Es cierto que el pasado mes de octubre el Departamento de Justicia de los EE.UU. presentó una demanda antimonopolio contra Google, la cual tiene ahora un frente abierto que, sin duda, podría acabar afectando a todas las grandes empresas, especialmente a Apple. En la demanda se acusa a la compañía de mantener un monopolio sobre las búsquedas y los anuncios publicados en las búsquedas en Internet. Mantiene también que Google ha hecho uso de prácticas desleales para acabar con su competencia, como pagar miles de millones a Apple para ser el motor de búsqueda predefinido en sus dispositivos.
Existen antecedentes de condena en la UE. Cuando en 2014 Margrethe Vestager ocupó el cargo de comisaria europea de la Competencia —actualmente es la vicepresidenta de la Comisión presidida por Úrsula von der Leyden— y, tras examinar las quejas presentadas, acusó formalmente a Google de infringir las políticas de competencia, la Comisión falló en contra de Google y le impuso una multa de 3000 millones de dólares.
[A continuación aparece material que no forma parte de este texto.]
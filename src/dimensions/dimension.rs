//! Dimension definition
//!
//! A dimension is a named size. The name is its identity; the size may change
//! as model entities are added or removed.

use serde::{Deserialize, Serialize};
use std::fmt;

/// A named, non-negative axis size
#[derive(Debug, Clone, PartialEq, Eq)]
pub struct Dimension {
    name: String,
    size: usize,
}

impl Dimension {
    /// Create a new dimension
    ///
    /// # Examples
    ///
    /// ```
    /// use prms_paramdb::dimensions::Dimension;
    ///
    /// let dim = Dimension::new("nhru", 4);
    /// assert_eq!(dim.name(), "nhru");
    /// assert_eq!(dim.size(), 4);
    /// ```
    pub fn new(name: &str, size: usize) -> Self {
        Self {
            name: name.to_string(),
            size,
        }
    }

    /// Get the name of the dimension
    pub fn name(&self) -> &str {
        &self.name
    }

    /// Get the size of the dimension
    pub fn size(&self) -> usize {
        self.size
    }

    /// Set the size of the dimension
    pub fn set_size(&mut self, size: usize) {
        self.size = size;
    }

    /// Plain `{name, size}` structure used when serializing
    pub fn tostructure(&self) -> DimensionStructure {
        DimensionStructure {
            name: self.name.clone(),
            size: self.size,
        }
    }
}

impl fmt::Display for Dimension {
    fn fmt(&self, f: &mut fmt::Formatter<'_>) -> fmt::Result {
        write!(f, "{}: size={}", self.name, self.size)
    }
}

/// Serialized form of a [`Dimension`]
#[derive(Debug, Clone, PartialEq, Eq, Serialize, Deserialize)]
pub struct DimensionStructure {
    pub name: String,
    pub size: usize,
}

impl From<DimensionStructure> for Dimension {
    fn from(value: DimensionStructure) -> Self {
        Dimension::new(&value.name, value.size)
    }
}
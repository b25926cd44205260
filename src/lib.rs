//! # prms-paramdb
//!
//! `prms-paramdb` is a typed, dimensioned parameter database for the PRMS
//! hydrologic model: named multi-dimensional arrays whose shapes are governed
//! by a shared set of named dimension sizes.
//!
//! The library provides:
//! - Ordered dimension sets and typed parameter arrays with column-major layout
//! - Shape reconciliation, bounds checking and reshape with broadcasting
//! - Collection-wide removal and subsetting along a dimension
//! - Metadata catalogs and readers for parameter database records and JSON
//!
//! ## Basic Usage
//!
//! ```
//! use prms_paramdb::metadata::{Catalog, ParameterMeta};
//! use prms_paramdb::parameters::{DataType, Parameters};
//! use prms_paramdb::readers::{MemorySource, ParamDbReader, Reader};
//!
//! let mut catalog = Catalog::new();
//! catalog.add_parameter("cov_type", ParameterMeta {
//!     datatype: Some(DataType::Integer),
//!     dimensions: vec!["nhru".to_string()],
//!     ..ParameterMeta::default()
//! });
//!
//! let mut source = MemorySource::new();
//! source.add_dimension("nhru", 3);
//! source.add_records("cov_type", "$id,cov_type\n1,0\n2,1\n3,3\n");
//!
//! let mut params = Parameters::new(catalog);
//! ParamDbReader::new(source).read(&mut params).unwrap();
//!
//! assert!(params.validate().is_empty());
//! println!("{}", params);
//! ```

// Public modules
pub mod error;

pub mod dimensions;

pub mod metadata;

// Parameter system
pub mod parameters;

pub mod readers;

// Re-exports for convenience
pub use dimensions::{Dimension, Dimensions};
pub use error::{PrmsError, Result};
pub use metadata::{Catalog, MetadataCatalog};
pub use parameters::{DataType, ParamData, Parameter, Parameters, Value};
pub use readers::Reader;

/// Version of the library
pub const VERSION: &str = env!("CARGO_PKG_VERSION");
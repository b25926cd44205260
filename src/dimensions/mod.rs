//! # Dimension System
//!
//! Named axis sizes shared by PRMS parameters.
//!
//! - [`Dimension`]: a single named, non-negative size
//! - [`Dimensions`]: an insertion-ordered set of dimensions; insertion order is
//!   axis order, so the first dimension added is axis 0
//!
//! The global dimensions of a [`crate::parameters::Parameters`] collection and
//! the private dimensions of each [`crate::parameters::Parameter`] are both
//! `Dimensions` values; they are never shared.
//!
//! ```rust
//! use prms_paramdb::dimensions::Dimensions;
//!
//! let mut dims = Dimensions::new();
//! dims.add("nhru", 4).unwrap();
//! dims.add("nmonths", 12).unwrap();
//!
//! assert_eq!(dims.ndims(), 2);
//! assert_eq!(dims.get_position("nmonths").unwrap(), 1);
//! assert_eq!(dims.total_size(), Some(48));
//! ```

pub mod dimension;
pub mod dimensions;

pub use dimension::{Dimension, DimensionStructure};
pub use dimensions::Dimensions;
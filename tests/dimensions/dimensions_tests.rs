//! Integration tests for dimensions

use prms_paramdb::dimensions::{Dimension, DimensionStructure, Dimensions};
use prms_paramdb::PrmsError;

#[test]
fn test_axis_order_follows_insertion() {
    let mut dims = Dimensions::new();
    for (name, size) in [("nhru", 4), ("nmonths", 12), ("one", 1), ("npoigages", 4), ("nobs", 4)] {
        dims.add(name, size).unwrap();
        assert_eq!(dims.get(name).unwrap().size(), size);
    }

    assert_eq!(dims.shape(), vec![4, 12, 1, 4, 4]);
    assert_eq!(dims.get_position("npoigages").unwrap(), 3);
    assert_eq!(dims.total_size(), Some(768));

    let names: Vec<&str> = dims.iter().map(Dimension::name).collect();
    assert_eq!(names, vec!["nhru", "nmonths", "one", "npoigages", "nobs"]);
}

#[test]
fn test_structure_serde() {
    let dims = Dimensions::from_pairs(&[("nhru", 4), ("nmonths", 12)]).unwrap();
    let json = serde_json::to_string(&dims.tostructure()).unwrap();
    assert_eq!(json, r#"[{"name":"nhru","size":4},{"name":"nmonths","size":12}]"#);

    let structure: Vec<DimensionStructure> = serde_json::from_str(&json).unwrap();
    let mut copy = Dimensions::new();
    for dim in structure {
        copy.add(&dim.name, dim.size).unwrap();
    }
    assert_eq!(copy, dims);
}

#[test]
fn test_errors() {
    let mut dims = Dimensions::from_pairs(&[("nhru", 4)]).unwrap();
    assert!(matches!(dims.add("nhru", 1), Err(PrmsError::DimensionExists(_))));
    assert!(matches!(dims.get_mut("nsegment"), Err(PrmsError::DimensionNotFound(_))));
    assert!(matches!(
        dims.get_dimsize_by_index(1),
        Err(PrmsError::IndexOutOfBounds { .. })
    ));
    assert!(Dimensions::from_pairs(&[("nhru", 1), ("nhru", 2)]).is_err());
}
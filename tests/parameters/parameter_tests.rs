//! Integration tests for the Parameter struct
//!
//! These tests verify that the Parameter struct behaves correctly in various scenarios.

use crate::test_helpers::{pdb_instance, tmin_cbh_adj};
use approx::assert_relative_eq;
use ndarray::Array2;
use prms_paramdb::dimensions::Dimensions;
use prms_paramdb::parameters::{DataType, ParamData, Parameter, Value};
use prms_paramdb::PrmsError;

#[test]
fn test_parameter_lifecycle() {
    let dims = Dimensions::from_pairs(&[("npoigages", 4)]).unwrap();
    let mut param = Parameter::with_dimensions("poi_gage_segment", DataType::Integer, dims);

    // No data yet
    assert!(!param.has_correct_size());
    assert_eq!(param.check(), "poi_gage_segment: BAD");

    // Assign data
    param.set_data(vec![12, 4, 45, 26]).unwrap();
    assert!(param.has_correct_size());
    assert!(!param.modified());

    // Update a single element
    param.update_element(1, 5).unwrap();
    assert!(param.modified());
    assert_eq!(param.data().unwrap(), &ParamData::from(vec![12, 5, 45, 26]));

    // Subset
    param.subset_by_index("npoigages", &[0, 2]).unwrap();
    assert_eq!(param.data().unwrap(), &ParamData::from(vec![12, 45]));
    assert_eq!(param.dimensions().get("npoigages").unwrap().size(), 2);
    assert_eq!(param.check(), "poi_gage_segment: OK");
}

#[test]
fn test_catalog_attributes() {
    let params = pdb_instance();
    let param = params.get("tmax_cbh_adj").unwrap();

    assert_eq!(param.datatype(), Some(DataType::Float));
    assert_eq!(param.units(), Some("temp_units"));
    assert_eq!(param.minimum(), Some(&Value::Float(-10.0)));
    assert_eq!(param.maximum(), Some(&Value::Float(10.0)));
    assert_eq!(param.default(), Some(&Value::Float(0.0)));
    assert_eq!(param.modules(), Some(&["temperature_hru".to_string()][..]));
    assert_eq!(param.dimensions().names(), vec!["nhru", "nmonths"]);
    assert_eq!(param.size(), 48);

    // The first catalog entry wins over the later duplicate
    let param = params.get("cov_type").unwrap();
    assert_eq!(param.datatype(), Some(DataType::Integer));
    assert_eq!(param.dimensions().names(), vec!["nhru"]);
}

#[test]
fn test_parameter_data() {
    let params = pdb_instance();

    assert_eq!(
        params.get("tmin_cbh_adj").unwrap().data().unwrap(),
        &ParamData::from(tmin_cbh_adj())
    );
    assert_eq!(
        params.get("tmax_adj").unwrap().data().unwrap(),
        &ParamData::from(Array2::<f32>::zeros((4, 12)))
    );
    assert_eq!(
        params.get("basin_solsta").unwrap().data().unwrap(),
        &ParamData::from(vec![8])
    );
    for name in ["cov_type", "tmax_adj", "basin_solsta", "poi_type"] {
        let param = params.get(name).unwrap();
        assert!(param.has_correct_size(), "{} has the wrong size", name);
        assert!(param.check_values(), "{} is out of bounds", name);
    }
    assert!(!params.get("tmin_cbh_adj").unwrap().check_values());
}

#[test]
fn test_as_columns_2d() {
    let params = pdb_instance();
    let columns = params.get("tmin_cbh_adj").unwrap().as_columns().unwrap();

    assert_eq!(columns.len(), 12);
    assert_eq!(columns[0].name, "tmin_cbh_adj_1");
    assert_eq!(columns[0].data, ParamData::from(vec![1.0f32, 13.12, 1.0, 13.12]));
    assert_eq!(columns[11].name, "tmin_cbh_adj_12");
    assert_eq!(columns[11].data, ParamData::from(vec![12.11f32, 24.23, 12.11, 24.23]));
}

#[test]
fn test_as_columns_1d() {
    let params = pdb_instance();

    let columns = params.get("poi_gage_id").unwrap().as_columns().unwrap();
    assert_eq!(columns.len(), 1);
    assert_eq!(columns[0].name, "poi_gage_id");
    assert_eq!(
        columns[0].data,
        ParamData::from(vec!["01234567", "12345678", "23456789", "34567890"])
    );

    let columns = params.get("basin_solsta").unwrap().as_columns().unwrap();
    assert_eq!(columns[0].data, ParamData::from(vec![8]));
}

#[test]
fn test_toparamdb_floats() {
    let params = pdb_instance();
    let text = params.get("tmin_cbh_adj").unwrap().toparamdb().unwrap();
    let lines: Vec<&str> = text.lines().collect();

    assert_eq!(lines.len(), 49);
    assert_eq!(lines[0], "$id,tmin_cbh_adj");
    assert_eq!(lines[1], "1,1.0");
    assert_eq!(lines[2], "2,13.12");
    assert_eq!(lines[5], "5,2.1");
    assert_eq!(lines[48], "48,24.23");
}

#[test]
fn test_reshape_scalar_to_2d() {
    let params = pdb_instance();
    let mut param = params.get("basin_solsta").unwrap().clone();

    let mut new_dims = Dimensions::new();
    new_dims.add("nhru", 4).unwrap();
    new_dims.add("nmonths", 12).unwrap();
    param.reshape(&new_dims).unwrap();

    assert_eq!(param.dimensions().names(), vec!["nhru", "nmonths"]);
    assert_eq!(param.data().unwrap(), &ParamData::from(Array2::from_elem((4, 12), 8)));
}

#[test]
fn test_stats() {
    let params = pdb_instance();

    let stats = params.get("tmin_cbh_adj").unwrap().stats().unwrap();
    assert_relative_eq!(stats.min.unwrap(), 1.0);
    assert_relative_eq!(stats.max.unwrap(), 24.23, epsilon = 1e-5);
    // Rows alternate between the two month series, so the median sits between them
    assert_relative_eq!(stats.median.unwrap(), (12.11 + 13.12) / 2.0, epsilon = 1e-5);

    let stats = params.get("poi_gage_id").unwrap().stats().unwrap();
    assert_eq!(stats.name, "poi_gage_id");
    assert!(stats.min.is_none() && stats.max.is_none() && stats.mean.is_none());
}

#[test]
fn test_oversized_scalar_keeps_first() {
    let params = pdb_instance();
    let mut param = params.get("basin_solsta").unwrap().clone();

    param.set_data(vec![3, 8, 8]).unwrap();
    assert_eq!(param.data().unwrap(), &ParamData::from(vec![3]));
    assert!(param.modified());
}

#[test]
fn test_errors_leave_parameter_unchanged() {
    let params = pdb_instance();
    let mut param = params.get("cov_type").unwrap().clone();

    assert!(matches!(param.set_data(vec![1, 2]), Err(PrmsError::SizeMismatch { .. })));
    assert!(matches!(param.set_data(vec!["a", "b", "c", "d"]), Err(PrmsError::InvalidValue(_))));
    assert!(matches!(
        param.update_element(9, 1),
        Err(PrmsError::IndexOutOfBounds { .. })
    ));
    assert_eq!(param.data().unwrap(), &ParamData::from(vec![1, 0, 1, 2]));
    assert!(!param.modified());
}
Esperemos que el «efecto Bruselas» del que habla Anu Bradford, por el cual la UE se ha convertido en referente de la regulación global, pueda mantenerse en el ámbito digital. El Reglamento General de Protección de Datos (GDPR en sus siglas en inglés) es un comienzo, pero aún hay mucho más que hacer. Y por supuesto no solo en el ámbito de las tecnológicas, sino también en el de la política económica, suprimiendo de una vez los paraísos fiscales, fuera y también dentro de la UE o acabaremos con una seria indigestión de tanto consumir sándwiches irlandeses u holandeses.
No podemos cometer los errores del pasado. Google, Facebook y Amazon poseen ventajas tecnológicas claras que explican su poder de mercado, pero también lo explican una regulación favorable y el desmantelamiento de las leyes antitrust, sobre todo en los EE.UU. Fue así como Amazon pudo permitirse comprar a decenas de rivales de comercio electrónico y vendedores de libros online, como Google compró a su principal rival, Doubleclick, e integró verticalmente los mercados publicitarios, como Facebook pudo comprar Instagram y WhatsApp sin problemas, y como todas las tecnológicas han dejado de ser participantes en el mercado para convertirse en creadores de mercado, generando las condiciones bajo las que el resto puede intercambiar bienes y servicios. Una realidad que ha llevado a expertos en plataformas digitales como Frank Pasquale a afirmar que en realidad estas empresas están asumiendo funciones gubernamentales. En nosotros está decidir si queremos que nuestros gobiernos sean corporativos y privados o públicos y democráticos. Necesitamos una regulación valiente que no permita que los ganadores sigan llevándoselo todo.